Tri, I’ve been a lurker/drive by for along time and your advice smacks of experience. So I will follow it. Thank you.
You’ve got some nice turns of phrase, but there are also some awkward bits like the labored metaphor of his neurons stabbing his face or the repeat of the word “face” in the following sentence.
More importantly, it lacks momentum. You’re writer-ing really hard and putting a lot of care into your words, but the detail often doesn’t carry the narrative forward. For example, the “swift puff of skirt” phrase is well done, but what work is it doing here? Why is it important for us to have our attention called to that? In fact, should she be sitting at all? Wouldn’t having her standing communicate her anger more clearly?
Storytelling is not just describing things beautifully. It’s carefully choosing *what *you describe to keep the reader wondering where things might be going or why they’re significant.
Yeah, the ones you made. (You didn’t do them all. ;))
Hilarity N. Suze, I like that he’s sharing this with us. There’s nothing more invigorating than sharing what you know, and learning more yourself.
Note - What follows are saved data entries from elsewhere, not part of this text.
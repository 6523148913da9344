//! Provides a snapshot of the statistics of a map.

mod stats_counter;

pub(crate) use stats_counter::StatsCounter;

/// Statistics of a [`ConcurrentMap`][map-struct], returned by its
/// [`stats`][stats-method] method.
///
/// Lookups (`get`, `get_with` and `contains_key`) count as hits or misses.
/// Resize counters show how far the progressive migration has come: a resize
/// is counted when the larger table is allocated, and counted as completed when
/// the last bucket of the previous table has been migrated.
///
/// [map-struct]: ../struct.ConcurrentMap.html
/// [stats-method]: ../struct.ConcurrentMap.html#method.stats
#[derive(Clone, Debug, Default, PartialEq, Eq)]
pub struct MapStats {
    hit_count: u64,
    miss_count: u64,
    resize_count: u64,
    completed_resize_count: u64,
    migrated_bucket_count: u64,
    migrated_entry_count: u64,
}

impl MapStats {
    pub(crate) fn set_req_counts(&mut self, hit_count: u64, miss_count: u64) -> &mut Self {
        self.hit_count = hit_count;
        self.miss_count = miss_count;
        self
    }

    pub(crate) fn set_resize_counts(
        &mut self,
        resize_count: u64,
        completed_resize_count: u64,
    ) -> &mut Self {
        self.resize_count = resize_count;
        self.completed_resize_count = completed_resize_count;
        self
    }

    pub(crate) fn set_migration_counts(
        &mut self,
        migrated_bucket_count: u64,
        migrated_entry_count: u64,
    ) -> &mut Self {
        self.migrated_bucket_count = migrated_bucket_count;
        self.migrated_entry_count = migrated_entry_count;
        self
    }

    pub fn request_count(&self) -> u64 {
        self.hit_count.saturating_add(self.miss_count)
    }

    pub fn hit_count(&self) -> u64 {
        self.hit_count
    }

    pub fn hit_rate(&self) -> f64 {
        let req_count = self.request_count();
        if req_count == 0 {
            1.0
        } else {
            self.hit_count as f64 / req_count as f64
        }
    }

    pub fn miss_count(&self) -> u64 {
        self.miss_count
    }

    pub fn miss_rate(&self) -> f64 {
        let req_count = self.request_count();
        if req_count == 0 {
            0.0
        } else {
            self.miss_count as f64 / req_count as f64
        }
    }

    /// Returns the number of resizes started.
    pub fn resize_count(&self) -> u64 {
        self.resize_count
    }

    /// Returns the number of resizes whose migration has finished.
    pub fn completed_resize_count(&self) -> u64 {
        self.completed_resize_count
    }

    pub fn migrated_bucket_count(&self) -> u64 {
        self.migrated_bucket_count
    }

    pub fn migrated_entry_count(&self) -> u64 {
        self.migrated_entry_count
    }
}
use std::{borrow::Cow, rc::Rc, sync::Arc};

use xxhash_rust::xxh3::xxh3_64;

/// The shape of a key as seen by the [`DefaultKeyHasher`][default-hasher].
///
/// Each shape has a fixed byte encoding which is digested with XXH3. Keys of
/// different Rust types hash alike when they have the same shape and content.
/// For example, `7u8` and `7u64` collide, and so do `"a"` and
/// `String::from("a")`.
///
/// [default-hasher]: ./struct.DefaultKeyHasher.html
#[derive(Clone, Debug, PartialEq, Eq)]
pub enum KeyShape<'a> {
    /// Text, encoded as its UTF-8 bytes.
    Text(&'a str),
    /// A signed integer, sign extended to 64 bits and encoded big-endian.
    Signed(i64),
    /// An unsigned integer, zero extended to 64 bits and encoded big-endian.
    Unsigned(u64),
    /// A boolean, encoded as `"1"` or `"0"`.
    Bool(bool),
    /// Any other value, encoded by a deterministic serialization of its
    /// content.
    Structured(Cow<'a, [u8]>),
}

impl KeyShape<'_> {
    /// Returns the 64-bit digest of this shape.
    pub fn digest(&self) -> u64 {
        match self {
            Self::Text(text) => xxh3_64(text.as_bytes()),
            Self::Signed(n) => xxh3_64(&(*n as u64).to_be_bytes()),
            Self::Unsigned(n) => xxh3_64(&n.to_be_bytes()),
            Self::Bool(true) => xxh3_64(b"1"),
            Self::Bool(false) => xxh3_64(b"0"),
            Self::Structured(bytes) => xxh3_64(bytes),
        }
    }
}

/// A key type that the [`DefaultKeyHasher`][default-hasher] knows how to hash.
///
/// Implemented for text, the primitive integer types, `bool`, references and
/// smart pointers to such types, and (with the `serde` feature)
/// [`Structured`][structured] values.
///
/// Implement it for your own types by returning the shape of a canonical
/// representation. Equal keys must return equal shapes.
///
/// ```rust
/// use stepmap::hash::{HashKey, KeyShape};
///
/// #[derive(PartialEq, Eq)]
/// struct UserId(u64);
///
/// impl HashKey for UserId {
///     fn shape(&self) -> KeyShape<'_> {
///         KeyShape::Unsigned(self.0)
///     }
/// }
///
/// let map = stepmap::ConcurrentMap::new();
/// map.insert(UserId(7), "alice");
/// assert_eq!(map.get(&UserId(7)), Some("alice"));
/// ```
///
/// [default-hasher]: ./struct.DefaultKeyHasher.html
/// [structured]: ./struct.Structured.html
pub trait HashKey {
    fn shape(&self) -> KeyShape<'_>;
}

impl HashKey for str {
    #[inline]
    fn shape(&self) -> KeyShape<'_> {
        KeyShape::Text(self)
    }
}

impl HashKey for String {
    #[inline]
    fn shape(&self) -> KeyShape<'_> {
        KeyShape::Text(self.as_str())
    }
}

impl HashKey for Cow<'_, str> {
    #[inline]
    fn shape(&self) -> KeyShape<'_> {
        KeyShape::Text(self.as_ref())
    }
}

impl HashKey for bool {
    #[inline]
    fn shape(&self) -> KeyShape<'_> {
        KeyShape::Bool(*self)
    }
}

macro_rules! impl_hash_key_for_integers {
    ($variant:ident as $wide:ty: $($t:ty),+) => {
        $(
            impl HashKey for $t {
                #[inline]
                fn shape(&self) -> KeyShape<'_> {
                    KeyShape::$variant(*self as $wide)
                }
            }
        )+
    };
}

impl_hash_key_for_integers!(Signed as i64: i8, i16, i32, i64, isize);
impl_hash_key_for_integers!(Unsigned as u64: u8, u16, u32, u64, usize);

impl<T: HashKey + ?Sized> HashKey for &T {
    #[inline]
    fn shape(&self) -> KeyShape<'_> {
        (**self).shape()
    }
}

impl<T: HashKey + ?Sized> HashKey for Box<T> {
    #[inline]
    fn shape(&self) -> KeyShape<'_> {
        (**self).shape()
    }
}

impl<T: HashKey + ?Sized> HashKey for Arc<T> {
    #[inline]
    fn shape(&self) -> KeyShape<'_> {
        (**self).shape()
    }
}

impl<T: HashKey + ?Sized> HashKey for Rc<T> {
    #[inline]
    fn shape(&self) -> KeyShape<'_> {
        (**self).shape()
    }
}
The Hamster King, I really like “the neurons stabbing his face.” He’s go a distinctive voice going on there already.
Darth_Hamsandwich sorry I seem to have killed your thread. Maybe if you type something, somebody else will come along and contribute.
Bah! He jumped right into the scene. No introductions, no fluff. The reader needs to sink or swim. Like many good writers, he seems to have written all that crap, then thrown it out because it slowed the action.
A thread of mine from 2001 was just revived and, after fourteen years and at least a million words, I could have written it yesterday. As bad as ever; I haven’t progressed an inch. Take THAT, Bradbury!
An important manual for new writers: How to Write Good by Michael O'Donoghue
Nah: a basic scene needs to be set. The reader needs some elementary context.
I certainly agree that a great many stories would benefit from having a few paragraphs at the beginning trimmed. I’m suspicious of “prologues.” But a minimum amount of setting really is a good idea.
“John pulled the knife out of his chest…”
“Professor John Robertson, Dean of Languages at Rice University, was having a bad day. It didn’t get any better when he pulled the knife out of his chest…”
(Okay, it isn’t good, but the point remains: paint at least a little of the picture for us. Don’t leave us groping in the dark.)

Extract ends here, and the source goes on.